Set down the line that has "assert!(opts.marks.iter().enumerate().all(|(i, m)| m.index" and each line beneath it, through the last line of the entries, exactly and with no others.

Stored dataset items
[Start of section]
impl Authenticator {
    /// Load accounts persisted in `cache`.
    pub fn open(cache: Cache, token_ttl_secs: i64) -> Result<Self, AuthError> {
        let accounts: Vec<AdminAccount> = cache.get(ACCOUNTS_STORAGE_KEY)?.unwrap_or_default();
        debug!(accounts = accounts.len(), "Loaded admin accounts");

        Ok(Self {
            accounts: RwLock::new(accounts),
            cache,
            hasher: PasswordHasher::new(),
            token_ttl_secs: token_ttl_secs.max(1),
        })
    }

    /// An authenticator with no persistence beyond this process.
    pub fn in_memory() -> Self {
        Self {
            accounts: RwLock::new(Vec::new()),
            cache: Cache::memory(),
            hasher: PasswordHasher::new(),
            token_ttl_secs: DEFAULT_TOKEN_TTL_SECS,
        }
    }

    /// Lifetime of newly issued tokens.
    pub fn token_ttl_secs(&self) -> i64 {
        self.token_ttl_secs
    }

    /// Create a super admin from configuration when none exists yet.
    ///
    /// Returns the new profile, or `None` if a super admin was already there.
    pub fn ensure_bootstrap_admin(
        &self,
        username: &str,
        email: &str,
        password: &str,
    ) -> Result<Option<AdminProfile>, AuthError> {
        if self
            .read_accounts()?
            .iter()
            .any(|a| a.role == Role::SuperAdmin)
        {
            return Ok(None);
        }

        let profile = self.create_account(NewAdmin {
            username: username.to_string(),
            email: email.to_string(),
            password: password.to_string(),
            role: Role::SuperAdmin,
        })?;
        info!(username = %profile.username, "Created bootstrap super admin");
        Ok(Some(profile))
    }

    /// Check credentials and issue a token.
    ///
    /// `identifier` may be the username or the email. Unknown users, wrong
    /// passwords and inactive accounts are all `InvalidCredentials`.
    pub fn login(&self, identifier: &str, password: &str) -> Result<LoginOutcome, AuthError> {
        let identifier = identifier.trim();
        if identifier.is_empty() {
            return Err(AuthError::MissingField("username"));
        }
        if password.is_empty() {
            return Err(AuthError::MissingField("password"));
        }

        // Argon2 verification is slow; run it with no lock on the table.
        let (account_id, password_hash) = {
            let accounts = self.read_accounts()?;
            let Some(account) = accounts
                .iter()
                .find(|a| a.is_active && a.matches_login(identifier))
            else {
                debug!(identifier, "Login for unknown or inactive account");
                return Err(AuthError::InvalidCredentials);
            };
            (account.id.clone(), account.password_hash.clone())
        };

        if !self.hasher.verify(password, &password_hash)? {
            debug!(identifier, "Login with wrong password");
            return Err(AuthError::InvalidCredentials);
        }

        let admin = {
            let mut accounts = self.write_accounts()?;
            // Deactivated while the password was being checked.
            let account = accounts
                .iter_mut()
                .find(|a| a.id == account_id && a.is_active)
                .ok_or(AuthError::InvalidCredentials)?;
            account.touch_login();
            let admin = account.profile();
            self.cache.set(ACCOUNTS_STORAGE_KEY, &*accounts)?;
            admin
        };

        let token =
            AuthToken::generate_with_expiry(TokenType::ApiAccess, admin.id.clone(), self.token_ttl_secs);
        self.cache.set(&token.cache_key(), &token)?;
        info!(username = %admin.username, "Admin logged in");

        Ok(LoginOutcome {
            token: token.token,
            expires_at: token.expires_at,
            admin,
        })
    }

    /// Resolve a bearer token to an active admin.
    pub fn authenticate(&self, token: &str) -> Result<AdminProfile, AuthError> {
        if token.is_empty() {
            return Err(AuthError::MissingToken);
        }

        let key = AuthToken::cache_key_for(TokenType::ApiAccess, token);
        let stored: AuthToken = self.cache.get(&key)?.ok_or(AuthError::InvalidToken)?;

        if let Err(e) = stored.validate() {
            self.cache.delete(&key)?;
            return Err(e);
        }

        self.read_accounts()?
            .iter()
            .find(|a| a.id == stored.admin_id && a.is_active)
            .map(AdminAccount::profile)
            .ok_or(AuthError::InvalidToken)
    }

    /// Revoke `token`. Unknown tokens are ignored.
    pub fn logout(&self, token: &str) -> Result<(), AuthError> {
        self.cache
            .delete(&AuthToken::cache_key_for(TokenType::ApiAccess, token))?;
        Ok(())
    }

    /// Create a new admin on behalf of `actor`, who must be a super admin.
    pub fn register(&self, actor: &AdminProfile, request: NewAdmin) -> Result<AdminProfile, AuthError> {
        if !actor.has_permission(Role::SuperAdmin) {
            warn!(username = %actor.username, "Admin without super admin role tried to register an account");
            return Err(AuthError::InsufficientPermissions);
        }

        let profile = self.create_account(request)?;
        info!(username = %profile.username, created_by = %actor.username, "Registered admin");
        Ok(profile)
    }

    /// Profile of the account with `username`.
    pub fn find_by_username(&self, username: &str) -> Result<Option<AdminProfile>, AuthError> {
        Ok(self
            .read_accounts()?
            .iter()
            .find(|a| a.username == username)
            .map(AdminAccount::profile))
    }

    /// Delete stored tokens that have expired. Returns how many were removed.
    pub fn purge_expired_tokens(&self) -> Result<usize, AuthError> {
        let prefix = format!("token:{}:", TokenType::ApiAccess.as_str());
        let mut purged = 0;
        for key in self.cache.keys_with_prefix(&prefix)? {
            let expired = match self.cache.get::<AuthToken>(&key) {
                Ok(Some(token)) => token.is_expired(),
                Ok(None) => false,
                Err(_) => true,
            };
            if expired {
                self.cache.delete(&key)?;
                purged += 1;
            }
        }
        Ok(purged)
    }

    fn create_account(&self, request: NewAdmin) -> Result<AdminProfile, AuthError> {
        request.validate()?;
        PasswordHasher::validate_password(&request.password)?;

        let username = request.username.trim().to_string();
        let email = request.email.trim().to_lowercase();

        let taken = |accounts: &[AdminAccount]| {
            accounts
                .iter()
                .any(|a| a.username == username || a.email.eq_ignore_ascii_case(&email))
        };
        if taken(&self.read_accounts()?) {
            return Err(AuthError::UserAlreadyExists(username.clone()));
        }

        let hash = self.hasher.hash(&request.password)?;

        let mut accounts = self.write_accounts()?;
        if taken(&accounts) {
            return Err(AuthError::UserAlreadyExists(username.clone()));
        }
        let account = AdminAccount::new(username, email, hash, request.role);
        let profile = account.profile();
        accounts.push(account);

        if let Err(e) = self.cache.set(ACCOUNTS_STORAGE_KEY, &*accounts) {
            accounts.pop();
            return Err(e.into());
        }
        Ok(profile)
    }

    fn read_accounts(&self) -> Result<RwLockReadGuard<'_, Vec<AdminAccount>>, AuthError> {
        self.accounts
            .read()
            .map_err(|_| AuthError::Internal("account table lock poisoned".to_string()))
    }

    fn write_accounts(&self) -> Result<RwLockWriteGuard<'_, Vec<AdminAccount>>, AuthError> {
        self.accounts
            .write()
            .map_err(|_| AuthError::Internal("account table lock poisoned".to_string()))
    }
}
//! Search results and pagination.

use serde::{Deserialize, Serialize};

/// Pagination info, in the shape the storefront client reads.
#[derive(Debug, Clone, Copy, Serialize, Deserialize, PartialEq, Eq)]
#[serde(rename_all = "camelCase")]
pub struct Pagination {
    /// Current page (1-indexed).
    pub current_page: i64,
    /// Total number of pages; 0 when nothing matched.
    pub total_pages: i64,
    /// Total number of matching items.
    pub total_items: i64,
    /// Items per page.
    pub items_per_page: i64,
    /// Whether there's a next page.
    pub has_next_page: bool,
    /// Whether there's a previous page.
    pub has_prev_page: bool,
}

impl Pagination {
    /// Create pagination info.
    pub fn new(page: i64, per_page: i64, total: i64) -> Self {
        let per_page = per_page.max(1);
        let total_pages = (total + per_page - 1) / per_page;

        Self {
            current_page: page,
            total_pages,
            total_items: total,
            items_per_page: per_page,
            has_next_page: page < total_pages,
            has_prev_page: page > 1,
        }
    }

    /// Get the offset of the first item on this page.
    pub fn offset(&self) -> i64 {
        (self.current_page - 1) * self.items_per_page
    }
}

/// One page of results.
#[derive(Debug, Clone, Serialize, Deserialize)]
pub struct SearchResults<T> {
    /// The result items.
    pub data: Vec<T>,
    /// Pagination info.
    pub pagination: Pagination,
}

impl<T> SearchResults<T> {
    /// Create new search results.
    pub fn new(data: Vec<T>, pagination: Pagination) -> Self {
        Self { data, pagination }
    }

    /// Check if empty.
    pub fn is_empty(&self) -> bool {
        self.data.is_empty()
    }

    /// Get number of items in this page.
    pub fn len(&self) -> usize {
        self.data.len()
    }
}
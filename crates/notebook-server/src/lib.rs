//! Notebook store HTTP server.
//!
//! Serves the catalog, admin panel, auth and per-session cart APIs under
//! `/api`, plus uploaded images under `/uploads`.
//!
//! ```no_run
//! use notebook_server::config::ServerConfig;
//!
//! # async fn start() -> anyhow::Result<()> {
//! let config = ServerConfig::resolve(None)?;
//! notebook_server::run(config).await
//! # }
//! ```

pub mod config;
pub mod error;
pub mod extract;
pub mod images;
pub mod middleware;
pub mod response;
pub mod routes;
pub mod seed;
pub mod state;

use std::net::SocketAddr;
use std::time::Duration;

use anyhow::{Context, Result};
use tokio::net::TcpListener;
use tokio::signal;
use tracing::{debug, info, warn};

use config::ServerConfig;
use state::AppState;

pub use routes::build_router;

/// How often idle rate-limit buckets and carts are dropped.
const MAINTENANCE_INTERVAL: Duration = Duration::from_secs(60);

/// Carts untouched this long leave memory. Their items stay stored.
const CART_IDLE_TTL: Duration = Duration::from_secs(30 * 60);

/// Bind, serve until Ctrl+C or SIGTERM, then drain.
pub async fn run(config: ServerConfig) -> Result<()> {
    let address = format!("{}:{}", config.server.host, config.server.port);
    info!(environment = config.server.environment.as_str(), "Initializing state...");
    let state = AppState::new(config)?;

    let limiter = state.limiter.clone();
    let carts = state.carts.clone();
    tokio::spawn(async move {
        let mut interval = tokio::time::interval(MAINTENANCE_INTERVAL);
        loop {
            interval.tick().await;
            limiter.prune().await;
            let evicted = carts.evict_idle(CART_IDLE_TTL);
            if evicted > 0 {
                debug!(evicted, remaining = carts.len(), "Evicted idle carts");
            }
        }
    });

    let app = build_router(state);

    let listener = TcpListener::bind(&address)
        .await
        .with_context(|| format!("Failed to bind {address}"))?;
    info!("Server running on {address}");

    axum::serve(listener, app.into_make_service_with_connect_info::<SocketAddr>())
        .with_graceful_shutdown(shutdown_signal())
        .await
        .context("Server error")?;

    info!("Server shut down");
    Ok(())
}

async fn shutdown_signal() {
    let ctrl_c = async {
        match signal::ctrl_c().await {
            Ok(()) => info!("Received Ctrl+C, shutting down"),
            Err(e) => {
                warn!(error = %e, "Failed to install Ctrl+C handler");
                std::future::pending::<()>().await;
            }
        }
    };

    #[cfg(unix)]
    let terminate = async {
        match signal::unix::signal(signal::unix::SignalKind::terminate()) {
            Ok(mut stream) => {
                stream.recv().await;
                info!("Received terminate signal, shutting down");
            }
            Err(e) => {
                warn!(error = %e, "Failed to install signal handler");
                std::future::pending::<()>().await;
            }
        }
    };

    #[cfg(not(unix))]
    let terminate = std::future::pending::<()>();

    tokio::select! {
        _ = ctrl_c => {},
        _ = terminate => {},
    }
}
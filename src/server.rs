use std::net::SocketAddr;
use std::sync::Arc;

use axum::{
    extract::{Query, State},
    http::StatusCode,
    response::{Html, IntoResponse, Json, Response},
    routing::get,
    Router,
};
use chrono::NaiveDate;
use serde::{Deserialize, Serialize};
use serde_json::{json, Value};
use tower_http::trace::TraceLayer;
use tracing::{info, warn};

use crate::controller;
use crate::dataset::Dataset;
use crate::error::DashboardError;
use crate::filter::RangeSelection;
use crate::models::ALL_TEAMS;

const DASHBOARD_HTML: &str = include_str!("../assets/dashboard.html");

/// Handlers only ever read the dataset, so sharing it needs no lock.
#[derive(Clone)]
pub struct AppState {
    pub dataset: Arc<Dataset>,
}

pub struct DashboardServer {
    port: u16,
    state: AppState,
}

impl DashboardServer {
    pub fn new(dataset: Arc<Dataset>, port: u16) -> Self {
        Self {
            port,
            state: AppState { dataset },
        }
    }

    pub async fn start(self) -> anyhow::Result<()> {
        let app = build_router(self.state);

        let addr = SocketAddr::from(([127, 0, 0, 1], self.port));
        info!("Dashboard listening on http://{addr}");

        let listener = tokio::net::TcpListener::bind(&addr).await?;
        axum::serve(listener, app).await?;

        Ok(())
    }
}

pub fn build_router(state: AppState) -> Router {
    Router::new()
        .route("/", get(dashboard_home))
        .route("/api/options", get(options))
        .route("/api/charts", get(charts))
        .route("/api/charts/initial", get(initial_charts))
        .route("/api/health", get(health_check))
        .layer(TraceLayer::new_for_http())
        .with_state(state)
}

async fn dashboard_home() -> Html<&'static str> {
    Html(DASHBOARD_HTML)
}

async fn health_check() -> Json<Value> {
    Json(json!({ "status": "healthy" }))
}

#[derive(Debug, Serialize)]
struct Mark {
    index: usize,
    label: NaiveDate,
}

#[derive(Debug, Serialize)]
struct DashboardOptions {
    teams: Vec<String>,
    default_team: &'static str,
    marks: Vec<Mark>,
    default_range: RangeSelection,
}

async fn options(State(state): State<AppState>) -> Json<DashboardOptions> {
    let dataset = &state.dataset;
    let mut teams = dataset.teams().to_vec();
    teams.push(ALL_TEAMS.to_string());

    let marks = dataset
        .marks()
        .iter()
        .enumerate()
        .map(|(index, label)| Mark {
            index,
            label: *label,
        })
        .collect();

    Json(DashboardOptions {
        teams,
        default_team: ALL_TEAMS,
        marks,
        default_range: dataset.default_range(),
    })
}

#[derive(Debug, Deserialize)]
struct ChartQuery {
    team: Option<String>,
    lo: Option<usize>,
    hi: Option<usize>,
}

async fn charts(
    State(state): State<AppState>,
    Query(query): Query<ChartQuery>,
) -> Result<Json<Value>, ApiError> {
    let dataset = &state.dataset;
    let default = dataset.default_range();
    let range = RangeSelection::new(
        query.lo.unwrap_or(default.lo),
        query.hi.unwrap_or(default.hi),
    );
    let team = query.team.as_deref().unwrap_or(ALL_TEAMS);

    let data = controller::update(dataset, team, range)?;
    Ok(Json(data.to_plotly()))
}

async fn initial_charts(State(state): State<AppState>) -> Json<Value> {
    Json(controller::initial(&state.dataset).to_plotly())
}

#[derive(Debug)]
struct ApiError(DashboardError);

impl From<DashboardError> for ApiError {
    fn from(err: DashboardError) -> Self {
        Self(err)
    }
}

impl IntoResponse for ApiError {
    fn into_response(self) -> Response {
        let status = if self.0.is_invalid_selection() {
            StatusCode::BAD_REQUEST
        } else {
            StatusCode::INTERNAL_SERVER_ERROR
        };
        warn!("Chart request failed: {}", self.0);
        (status, Json(json!({ "error": self.0.to_string() }))).into_response()
    }
}

#[cfg(test)]
mod tests {
    use super::*;
    use crate::dataset::tests::sample_dataset;

    fn state() -> AppState {
        AppState {
            dataset: Arc::new(sample_dataset()),
        }
    }

    #[tokio::test]
    async fn options_list_teams_then_all() {
        let Json(opts) = options(State(state())).await;
        assert_eq!(opts.teams, vec!["Engineering", "Sales", "All"]);
        assert_eq!(opts.default_team, "All");
        assert_eq!(opts.marks.len(), 7);
        assert_eq!(opts.default_range, RangeSelection::new(1, 6));
    }

    #[tokio::test]
    async fn charts_default_to_company_and_default_range() {
        let query = ChartQuery {
            team: None,
            lo: None,
            hi: None,
        };
        let Json(body) = charts(State(state()), Query(query)).await.unwrap();
        assert_eq!(body["breakdowns"].as_array().unwrap().len(), 4);
        assert_eq!(body["plot"]["data"][0]["name"], "<b>Company</b> Productivity");
        // weeks strictly between week 3 and week 18
        assert_eq!(body["plot"]["data"][0]["x"].as_array().unwrap().len(), 14);
    }

    #[tokio::test]
    async fn unknown_team_is_bad_request() {
        let query = ChartQuery {
            team: Some("Marketing".to_string()),
            lo: Some(1),
            hi: Some(3),
        };
        let err = charts(State(state()), Query(query)).await.unwrap_err();
        assert_eq!(err.into_response().status(), StatusCode::BAD_REQUEST);
    }

    #[tokio::test]
    async fn range_past_last_mark_is_bad_request() {
        let query = ChartQuery {
            team: Some("Sales".to_string()),
            lo: Some(0),
            hi: Some(17),
        };
        let err = charts(State(state()), Query(query)).await.unwrap_err();
        assert_eq!(err.into_response().status(), StatusCode::BAD_REQUEST);
    }

    #[tokio::test]
    async fn page_labels_slider_marks() {
        let Html(page) = dashboard_home().await;
        assert!(page.contains(r#"<input id="lo" type="range" step="1" list="marks">"#));
        assert!(page.contains(r#"<datalist id="marks">"#));
        assert!(page.contains(r#"<div id="ticks">"#));

        let Json(opts) = options(State(state())).await;
        let labels: Vec<NaiveDate> = opts.marks.iter().map(|m| m.label).collect();
        assert_eq!(labels, state().dataset.marks());
        assert!(opts.marks.iter().enumerate().all(|(i, m)| m.index == i));
    }

    #[tokio::test]
    async fn initial_charts_are_unfiltered() {
        let Json(body) = initial_charts(State(state())).await;
        assert_eq!(body["plot"]["data"][0]["x"].as_array().unwrap().len(), 20);
    }
}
[End of section]
RESPONSE:
        assert!(opts.marks.iter().enumerate().all(|(i, m)| m.index == i));
    }

    #[tokio::test]
    async fn initial_charts_are_unfiltered() {
        let Json(body) = initial_charts(State(state())).await;
        assert_eq!(body["plot"]["data"][0]["x"].as_array().unwrap().len(), 20);
    }
}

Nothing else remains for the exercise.